Placental single-cell RNA sequencing
Villous tissue single-cell suspensions were thawed and sorted via fluorescence-activated cell sorting with LIVE/DEAD Near-IR stain (Invitrogen) for viability and forward-scatter and side-scatter profiles to eliminate cellular debris and cell doublets. Viability- and size-sorted single-cell suspensions were submitted to the University of Michigan Advanced Genomics Core for single-cell RNA sequencing. Single cells were barcoded, and cDNA libraries constructed on the Chromium platform (10X Genomics, Single Cell 3’ v2 chemistry). Asymmetric paired-end 110 base pair reads were sequenced on NovaSeq 6000 (Illumina).

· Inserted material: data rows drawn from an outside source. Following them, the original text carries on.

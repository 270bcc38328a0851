//! Trait seams for the platform adapters the core depends on.
//!
//! The core never talks to a real GPS chip, accelerometer, microphone, or
//! network; it consumes these capabilities through trait objects so the
//! embedding app supplies platform bindings and tests supply fakes.

use async_trait::async_trait;
use tokio::sync::mpsc;

use crate::error::RunflowError;
use crate::models::{MotionSample, PositionSample};

/// Events delivered by an active location watch.
#[derive(Debug, Clone)]
pub enum LocationEvent {
    Fix(PositionSample),
    /// The adapter lost the signal or timed out; recoverable.
    Unavailable(String),
}

/// Events emitted by a continuous speech recognition stream.
#[derive(Debug, Clone)]
pub enum RecognitionEvent {
    /// A final (non-interim) transcript.
    Transcript(String),
    /// Transient recognition failure; the pipeline retries with backoff.
    Error(String),
    /// The provider closed the stream (silence timeout etc.).
    Ended,
}

#[async_trait]
pub trait LocationSource: Send + Sync {
    /// One-shot high accuracy fix, awaited with a timeout. Used to gate
    /// session start.
    async fn initial_fix(&self, timeout_ms: u64) -> Result<PositionSample, RunflowError>;

    /// Begin a continuous watch. Events flow through the returned channel
    /// until the receiver is dropped.
    async fn watch(&self) -> Result<mpsc::Receiver<LocationEvent>, RunflowError>;
}

#[async_trait]
pub trait MotionSource: Send + Sync {
    /// Subscribe to raw acceleration samples. Some platforms require a
    /// permission prompt before the stream opens.
    async fn subscribe(&self) -> Result<mpsc::Receiver<MotionSample>, RunflowError>;
}

#[async_trait]
pub trait SpeechRecognizer: Send + Sync {
    /// Open a continuous, final-transcripts-only recognition stream.
    async fn start(&self) -> Result<mpsc::Receiver<RecognitionEvent>, RunflowError>;
}

/// Text-to-speech. `speak` cancels any utterance already playing so at most
/// one is audible at a time.
pub trait Speaker: Send + Sync {
    fn speak(&self, text: &str);
}

/// Remote natural-language capability; failures are always recoverable.
#[async_trait]
pub trait AssistantGateway: Send + Sync {
    async fn ask(&self, prompt: &str) -> Result<String, RunflowError>;
}
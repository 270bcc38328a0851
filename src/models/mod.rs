mod sample;
mod session;

pub use sample::{MotionSample, PositionSample};
pub use session::{
    calories_estimate, format_pace, format_time, speed_kph, RunRecord, RunStats, SessionStatus,
};
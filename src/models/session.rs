use chrono::{DateTime, Utc};
use serde::{Deserialize, Serialize};

#[derive(Debug, Clone, Copy, Serialize, Deserialize, PartialEq, Eq)]
#[serde(rename_all = "camelCase")]
pub enum SessionStatus {
    Idle,
    Running,
    Stopped,
}

impl SessionStatus {
    pub fn as_str(&self) -> &'static str {
        match self {
            SessionStatus::Idle => "Idle",
            SessionStatus::Running => "Running",
            SessionStatus::Stopped => "Stopped",
        }
    }
}

impl Default for SessionStatus {
    fn default() -> Self {
        SessionStatus::Idle
    }
}

/// Summary row persisted to history when a run stops.
#[derive(Debug, Clone, Serialize, Deserialize)]
#[serde(rename_all = "camelCase")]
pub struct RunRecord {
    pub id: String,
    pub date: DateTime<Utc>,
    pub distance_km: f64,
    pub elapsed_ms: u64,
    pub pace_label: String,
}

/// Live snapshot published every tick for consumers that answer questions
/// about the current run (voice pipeline, UI layer).
#[derive(Debug, Clone, Copy, Serialize)]
#[serde(rename_all = "camelCase")]
pub struct RunStats {
    pub status: SessionStatus,
    pub distance_km: f64,
    pub elapsed_ms: u64,
}

impl Default for RunStats {
    fn default() -> Self {
        Self {
            status: SessionStatus::Idle,
            distance_km: 0.0,
            elapsed_ms: 0,
        }
    }
}

/// Distance below which pace is undefined; avoids division blow-up.
const MIN_PACE_DISTANCE_KM: f64 = 0.01;

/// Pace in minutes per kilometer as "M:SS", or the "0:00" sentinel when the
/// distance is too small for the figure to mean anything.
pub fn format_pace(distance_km: f64, elapsed_ms: u64) -> String {
    if distance_km < MIN_PACE_DISTANCE_KM {
        return "0:00".to_string();
    }
    let min_per_km = elapsed_ms as f64 / 60_000.0 / distance_km;
    let min = min_per_km.floor();
    let sec = ((min_per_km - min) * 60.0).round() as u64;
    format!("{}:{:02}", min as u64, sec)
}

/// Elapsed time as "MM:SS".
pub fn format_time(elapsed_ms: u64) -> String {
    let total_seconds = elapsed_ms / 1000;
    let minutes = total_seconds / 60;
    let seconds = total_seconds % 60;
    format!("{:02}:{:02}", minutes, seconds)
}

pub fn speed_kph(distance_km: f64, elapsed_ms: u64) -> f64 {
    let hours = elapsed_ms as f64 / 3_600_000.0;
    if hours > 0.0 {
        distance_km / hours
    } else {
        0.0
    }
}

/// Fixed linear calorie model (~60 kcal per kilometer); explicitly approximate.
pub fn calories_estimate(distance_km: f64) -> u64 {
    (distance_km * 60.0).round() as u64
}

#[cfg(test)]
mod tests {
    use super::*;

    #[test]
    fn pace_sentinel_below_distance_floor() {
        assert_eq!(format_pace(0.0, 60_000), "0:00");
        assert_eq!(format_pace(0.009, 600_000), "0:00");
    }

    #[test]
    fn pace_five_minutes_per_km() {
        // 5 km in 25 minutes
        assert_eq!(format_pace(5.0, 1_500_000), "5:00");
    }

    #[test]
    fn pace_pads_seconds() {
        // 2 km in 8 minutes 10 seconds -> 4:05 per km
        assert_eq!(format_pace(2.0, 490_000), "4:05");
    }

    #[test]
    fn time_formats_minutes_and_seconds() {
        assert_eq!(format_time(0), "00:00");
        assert_eq!(format_time(83_000), "01:23");
        assert_eq!(format_time(3_600_000), "60:00");
    }

    #[test]
    fn speed_handles_zero_elapsed() {
        assert_eq!(speed_kph(1.0, 0), 0.0);
        let v = speed_kph(5.0, 1_800_000);
        assert!((v - 10.0).abs() < 1e-9);
    }

    #[test]
    fn calories_are_linear_in_distance() {
        assert_eq!(calories_estimate(0.0), 0);
        assert_eq!(calories_estimate(5.0), 300);
        assert_eq!(calories_estimate(2.51), 151);
    }
}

Single-cell RNA-sequencing preprocessing
Raw reads were processed, deconvoluted, droplet filtered, and aligned at the gene level with the Cell Ranger pipeline using default settings (v4.0.0, 10X Genomics) based on the GRCh38 GENCODEv32/Ensembl 98 reference transcriptome with STAR v2.5.1b [59]. Previously published single-cell RNA-sequencing raw data of healthy, term placental villous tissue samples (dbGaP ID phs001886.v1.p1) SRR10166478, SRR10166481, and SRR10166484 downloaded through the NCBI Sequence Read Archive were processed identically [16]. The freemuxlet function in the latest version (accessed 2021/12/05) of the ‘popscle’ package was used to assign fetal or maternal origin and identify 120 mosaic doublets for removal based on single nucleotide polymorphisms with minor allele frequency greater than 10% from the 1000 Genomes Phase 3 reference panel (released 2013/05/02) [60]. Per cell quality control criteria were total RNA molecules, unique genes, and percentage of reads mapping to mitochondrial genes [61]. We excluded 1,398 low-quality outlier cells defined as cells that exceeded four median absolute deviations in samples 1 and 2 or three median absolute deviations in samples 3, 4, and 5 using the quickQCPerCell function in ‘scater’ (R package, version 1.18.6) with default settings [62] (Supplementary Figures 1-2).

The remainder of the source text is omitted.